mod admin;
mod chat;
pub mod login;

pub use admin::AdminPage;
pub use chat::ChatPage;
pub use login::LoginPage;
use std::collections::BTreeMap;

use serde::{Deserialize, Serialize};

use crate::time;

/// Which side of the conversation authored a message.
#[derive(Debug, Clone, Copy, PartialEq, Eq, Serialize, Deserialize)]
#[serde(rename_all = "snake_case")]
pub enum Direction {
    /// Authored locally.
    Sent,
    /// Authored by the counterpart.
    Received,
}

/// One message as cached in the browser.
#[derive(Debug, Clone, PartialEq, Eq, Serialize, Deserialize)]
pub struct StoredMessage {
    /// Message body.
    pub content: String,

    /// Author login.
    pub sender: String,

    /// Author display name, when known.
    #[serde(default)]
    pub sender_name: Option<String>,

    /// Wire timestamp, kept as received.
    pub timestamp: String,

    /// Local or remote authorship.
    pub direction: Direction,

    /// Delivered from the offline queue.
    #[serde(default)]
    pub offline: bool,

    /// Part of an archived conversation.
    #[serde(default)]
    pub archived: bool,

    /// Operator announcement to every user.
    #[serde(default)]
    pub broadcast: bool,
}

/// Per-counterpart message cache mirrored to `localStorage`.
///
/// The server may replay history that overlaps live traffic, so every
/// insertion is deduplicated by the (content, timestamp, sender) triple.
/// Bulk loads re-sort by parsed timestamp; no server-side ordering is
/// assumed.
#[derive(Debug, Clone, Default, PartialEq, Eq, Serialize, Deserialize)]
pub struct ConversationCache {
    conversations: BTreeMap<String, Vec<StoredMessage>>,
}

impl ConversationCache {
    /// An empty cache.
    #[must_use]
    pub fn new() -> Self {
        Self::default()
    }

    /// Insert one message unless an identical one is already cached.
    /// Returns whether the message was inserted.
    pub fn push(&mut self, counterpart: &str, message: StoredMessage) -> bool {
        let messages = self.conversations.entry(counterpart.to_string()).or_default();
        let duplicate = messages.iter().any(|existing| {
            existing.content == message.content
                && existing.timestamp == message.timestamp
                && existing.sender == message.sender
        });
        if duplicate {
            return false;
        }
        messages.push(message);
        true
    }

    /// Bulk-insert a history page, then re-sort the conversation by
    /// timestamp. Returns how many messages were new.
    pub fn merge_history(
        &mut self,
        counterpart: &str,
        history: impl IntoIterator<Item = StoredMessage>,
    ) -> usize {
        let mut inserted = 0;
        for message in history {
            if self.push(counterpart, message) {
                inserted += 1;
            }
        }
        if let Some(messages) = self.conversations.get_mut(counterpart) {
            messages.sort_by_key(|message| time::sort_key(&message.timestamp));
        }
        inserted
    }

    /// Messages cached for one counterpart, oldest first after a merge.
    #[must_use]
    pub fn messages(&self, counterpart: &str) -> &[StoredMessage] {
        self.conversations
            .get(counterpart)
            .map_or(&[], Vec::as_slice)
    }

    /// Logins with at least one cached message.
    #[must_use]
    pub fn counterparts(&self) -> impl Iterator<Item = &str> {
        self.conversations.keys().map(String::as_str)
    }

    /// Timestamp of the newest cached message for a counterpart.
    #[must_use]
    pub fn last_activity(&self, counterpart: &str) -> Option<&str> {
        self.conversations
            .get(counterpart)?
            .iter()
            .max_by_key(|message| time::sort_key(&message.timestamp))
            .map(|message| message.timestamp.as_str())
    }

    /// Drop one conversation.
    pub fn remove(&mut self, counterpart: &str) {
        self.conversations.remove(counterpart);
    }

    /// Whether nothing is cached yet.
    #[must_use]
    pub fn is_empty(&self) -> bool {
        self.conversations.is_empty()
    }
}

#[cfg(test)]
mod tests {
    use super::*;

    fn message(content: &str, sender: &str, timestamp: &str) -> StoredMessage {
        StoredMessage {
            content: content.to_string(),
            sender: sender.to_string(),
            sender_name: None,
            timestamp: timestamp.to_string(),
            direction: if sender == "admin" {
                Direction::Received
            } else {
                Direction::Sent
            },
            offline: false,
            archived: false,
            broadcast: false,
        }
    }

    #[test]
    fn duplicate_triple_is_rejected() {
        let mut cache = ConversationCache::new();
        assert!(cache.push("admin", message("hi", "ivan", "2024-05-01T12:00:00")));
        assert!(!cache.push("admin", message("hi", "ivan", "2024-05-01T12:00:00")));
        assert_eq!(cache.messages("admin").len(), 1);
    }

    #[test]
    fn same_content_different_sender_is_kept() {
        let mut cache = ConversationCache::new();
        assert!(cache.push("admin", message("ok", "ivan", "2024-05-01T12:00:00")));
        assert!(cache.push("admin", message("ok", "admin", "2024-05-01T12:00:00")));
        assert_eq!(cache.messages("admin").len(), 2);
    }

    #[test]
    fn merge_sorts_unordered_history() {
        let mut cache = ConversationCache::new();
        cache.push("admin", message("live", "admin", "2024-05-01T12:05:00"));
        let inserted = cache.merge_history(
            "admin",
            vec![
                message("second", "ivan", "2024-05-01T12:01:00"),
                message("first", "admin", "2024-05-01T12:00:00"),
            ],
        );
        assert_eq!(inserted, 2);
        let contents: Vec<_> = cache
            .messages("admin")
            .iter()
            .map(|m| m.content.as_str())
            .collect();
        assert_eq!(contents, vec!["first", "second", "live"]);
    }

    #[test]
    fn merge_skips_messages_already_seen_live() {
        let mut cache = ConversationCache::new();
        cache.push("admin", message("hello", "admin", "2024-05-01T12:00:00"));
        let inserted = cache.merge_history(
            "admin",
            vec![message("hello", "admin", "2024-05-01T12:00:00")],
        );
        assert_eq!(inserted, 0);
        assert_eq!(cache.messages("admin").len(), 1);
    }

    #[test]
    fn unknown_counterpart_is_an_empty_slice() {
        let cache = ConversationCache::new();
        assert!(cache.messages("nobody").is_empty());
        assert!(cache.last_activity("nobody").is_none());
    }

    #[test]
    fn last_activity_picks_latest_timestamp() {
        let mut cache = ConversationCache::new();
        cache.push("ivan", message("a", "ivan", "2024-05-01T12:00:00"));
        cache.push("ivan", message("b", "ivan", "2024-05-01T13:00:00"));
        cache.push("ivan", message("c", "ivan", "2024-05-01T12:30:00"));
        assert_eq!(cache.last_activity("ivan"), Some("2024-05-01T13:00:00"));
    }

    #[test]
    fn cache_round_trips_through_json() {
        let mut cache = ConversationCache::new();
        cache.push("admin", message("persist me", "ivan", "2024-05-01T12:00:00"));
        let raw = serde_json::to_string(&cache).unwrap();
        let parsed: ConversationCache = serde_json::from_str(&raw).unwrap();
        assert_eq!(parsed, cache);
    }
}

## [Brief]
Return all lines of the material above in which the word "contents" occurs.

## [Written answer]
        let contents: Vec<_> = cache
        assert_eq!(contents, vec!["first", "second", "live"]);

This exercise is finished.